=== Instructions for the task ===
Find how many lines below hold "source", then state that number by itself.

=== Input data ===
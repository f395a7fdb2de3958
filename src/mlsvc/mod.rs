//! Self-hosted ML microservice client (proxy vendor strategy).
//!
//! Implements both vendor contracts against the separately deployed ML
//! service: uploads are re-streamed as multipart form data without
//! buffering, job postings are forwarded as JSON, and the service's
//! health and model-metadata endpoints are exposed for the gateway's
//! `/health` and `/api/models/info` passthroughs. Non-2xx upstream
//! replies propagate their status code and `error` message verbatim
//! when available.

use std::time::Duration;

use async_trait::async_trait;
use thiserror::Error;
use tokio_util::io::ReaderStream;
use url::Url;

use crate::detect::{DeepfakeVendor, DetectError, ModelScore, VendorVerdict};
use crate::jobscan::{AnalyzeError, JobAnalyzer, JobFraudResult, JobVerdict};
use crate::uploads::StoredUpload;

/// Request timeout for the best-effort health probe.
const HEALTH_TIMEOUT: Duration = Duration::from_secs(5);

/// Fallback message when an upstream error body carries no `error` field.
const GENERIC_UPSTREAM_ERROR: &str = "ML service error";

/// Cautionary recommendations attached to classifier verdicts, which
/// carry no recommendations of their own.
const CLASSIFIER_RECOMMENDATIONS: &[&str] = &[
    "Verify the company through an independent source before applying.",
    "Never pay upfront fees or share financial details during hiring.",
];

/// Errors constructing the client.
#[derive(Debug, Error)]
pub enum MlServiceError {
    #[error("invalid ML service URL {url}: {source}")]
    InvalidUrl { url: String, source: url::ParseError },

    #[error("failed to build HTTP client: {0}")]
    Client(String),
}

/// HTTP client for the ML microservice.
#[derive(Debug)]
pub struct MlServiceClient {
    client: reqwest::Client,
    base_url: String,
}

impl MlServiceClient {
    /// Create a new client for the service at `base_url`.
    pub fn new(base_url: &str, timeout: Duration) -> Result<Self, MlServiceError> {
        // Parse up front so a malformed deployment URL fails at startup,
        // not on the first request.
        Url::parse(base_url).map_err(|source| MlServiceError::InvalidUrl {
            url: base_url.to_string(),
            source,
        })?;

        let client = reqwest::Client::builder()
            .connect_timeout(Duration::from_secs(10))
            .timeout(timeout)
            .build()
            .map_err(|e| MlServiceError::Client(e.to_string()))?;

        Ok(Self {
            client,
            base_url: base_url.trim_end_matches('/').to_string(),
        })
    }

    /// The configured base URL.
    pub fn base_url(&self) -> &str {
        &self.base_url
    }

    /// Best-effort health probe with a short timeout.
    pub async fn health(&self) -> Result<serde_json::Value, reqwest::Error> {
        let url = format!("{}/health", self.base_url);
        self.client
            .get(&url)
            .timeout(HEALTH_TIMEOUT)
            .send()
            .await?
            .error_for_status()?
            .json()
            .await
    }

    /// Fetch the service's model metadata.
    pub async fn models_info(&self) -> Result<serde_json::Value, reqwest::Error> {
        let url = format!("{}/api/models/info", self.base_url);
        self.client
            .get(&url)
            .send()
            .await?
            .error_for_status()?
            .json()
            .await
    }
}

#[async_trait]
impl DeepfakeVendor for MlServiceClient {
    fn name(&self) -> &str {
        "ml-service"
    }

    async fn detect(&self, upload: &StoredUpload) -> Result<VendorVerdict, DetectError> {
        let file = tokio::fs::File::open(upload.path()).await.map_err(|e| {
            DetectError::Io(format!("failed to open {}: {}", upload.path().display(), e))
        })?;

        // Re-stream from disk rather than buffering the whole file.
        let part = reqwest::multipart::Part::stream(reqwest::Body::wrap_stream(
            ReaderStream::new(file),
        ))
        .file_name(upload.original_name.clone())
        .mime_str(&upload.mime_type)
        .map_err(|e| DetectError::ApiRequest(format!("failed to build form part: {e}")))?;

        let form = reqwest::multipart::Form::new().part("file", part);
        let url = format!("{}/api/detect-deepfake", self.base_url);

        let response = self
            .client
            .post(&url)
            .multipart(form)
            .send()
            .await
            .map_err(|e| DetectError::ApiRequest(format!("HTTP request failed: {e}")))?;

        let status = response.status();
        if !status.is_success() {
            let message = upstream_error_message(response).await;
            return Err(DetectError::ApiResponse {
                status: status.as_u16(),
                message,
            });
        }

        let value: serde_json::Value = response
            .json()
            .await
            .map_err(|e| DetectError::ParseResponse(format!("failed to read JSON: {e}")))?;
        verdict_from_detection(&value)
    }
}

#[async_trait]
impl JobAnalyzer for MlServiceClient {
    fn name(&self) -> &str {
        "ml-service"
    }

    async fn analyze(&self, job: &serde_json::Value) -> Result<JobFraudResult, AnalyzeError> {
        let url = format!("{}/api/analyze-job", self.base_url);

        let response = self
            .client
            .post(&url)
            .json(job)
            .send()
            .await
            .map_err(|e| AnalyzeError::ApiRequest(format!("HTTP request failed: {e}")))?;

        let status = response.status();
        if !status.is_success() {
            let message = upstream_error_message(response).await;
            return Err(AnalyzeError::ApiResponse {
                status: status.as_u16(),
                message,
            });
        }

        let value: serde_json::Value = response
            .json()
            .await
            .map_err(|e| AnalyzeError::ApiRequest(format!("failed to read JSON: {e}")))?;
        job_result_from_classifier(&value)
    }
}

/// Pull the upstream's `error` field out of a failed response, falling
/// back to a generic message.
async fn upstream_error_message(response: reqwest::Response) -> String {
    response
        .json::<serde_json::Value>()
        .await
        .ok()
        .and_then(|v| {
            v.get("error")
                .and_then(|e| e.as_str())
                .map(|s| s.to_string())
        })
        .unwrap_or_else(|| GENERIC_UPSTREAM_ERROR.to_string())
}

/// Map the detection endpoint's reply into a [`VendorVerdict`].
///
/// The service reports `result` ("Real"/"Fake"), a `probability` in
/// `[0, 1]`, and a `details` object of named sub-scores.
fn verdict_from_detection(value: &serde_json::Value) -> Result<VendorVerdict, DetectError> {
    let status = value
        .get("result")
        .and_then(|r| r.as_str())
        .ok_or_else(|| {
            DetectError::ParseResponse("detection response missing 'result'".to_string())
        })?;

    let score = value.get("probability").and_then(|p| p.as_f64());

    let models = value
        .get("details")
        .and_then(|d| d.as_object())
        .map(|entries| {
            entries
                .iter()
                .filter_map(|(name, v)| {
                    v.as_f64().map(|score| ModelScore {
                        name: name.clone(),
                        status: None,
                        score: Some(score),
                    })
                })
                .collect()
        })
        .unwrap_or_default();

    Ok(VendorVerdict {
        status: status.to_string(),
        score,
        models,
    })
}

/// Map the classifier's output into a [`JobFraudResult`].
///
/// The classifier reports a boolean plus a risk score and indicator
/// list; verdict banding and the fixed recommendations fill the gap to
/// the application shape.
fn job_result_from_classifier(value: &serde_json::Value) -> Result<JobFraudResult, AnalyzeError> {
    let fraudulent = value
        .get("is_fraudulent")
        .and_then(|v| v.as_bool())
        .ok_or(AnalyzeError::InvalidFormat)?;
    let risk_score = value
        .get("risk_score")
        .and_then(|v| v.as_u64())
        .ok_or(AnalyzeError::InvalidFormat)?;

    let scam_score = risk_score.min(100) as u8;
    let result = if fraudulent && scam_score >= 70 {
        JobVerdict::LikelyFake
    } else if fraudulent {
        JobVerdict::PossiblyFake
    } else {
        JobVerdict::Safe
    };

    let red_flags = value
        .get("fraud_indicators")
        .and_then(|v| v.as_array())
        .map(|flags| {
            flags
                .iter()
                .filter_map(|f| f.as_str().map(|s| s.to_string()))
                .collect()
        })
        .unwrap_or_default();

    let explanation = value
        .get("explanation")
        .and_then(|e| e.as_str())
        .map(|s| s.to_string())
        .unwrap_or_else(|| {
            format!("This job posting has a {scam_score}% fraud probability.")
        });

    Ok(JobFraudResult {
        result,
        scam_score,
        red_flags,
        recommendations: CLASSIFIER_RECOMMENDATIONS
            .iter()
            .map(|s| s.to_string())
            .collect(),
        explanation,
    })
}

=== Answer for the task ===
5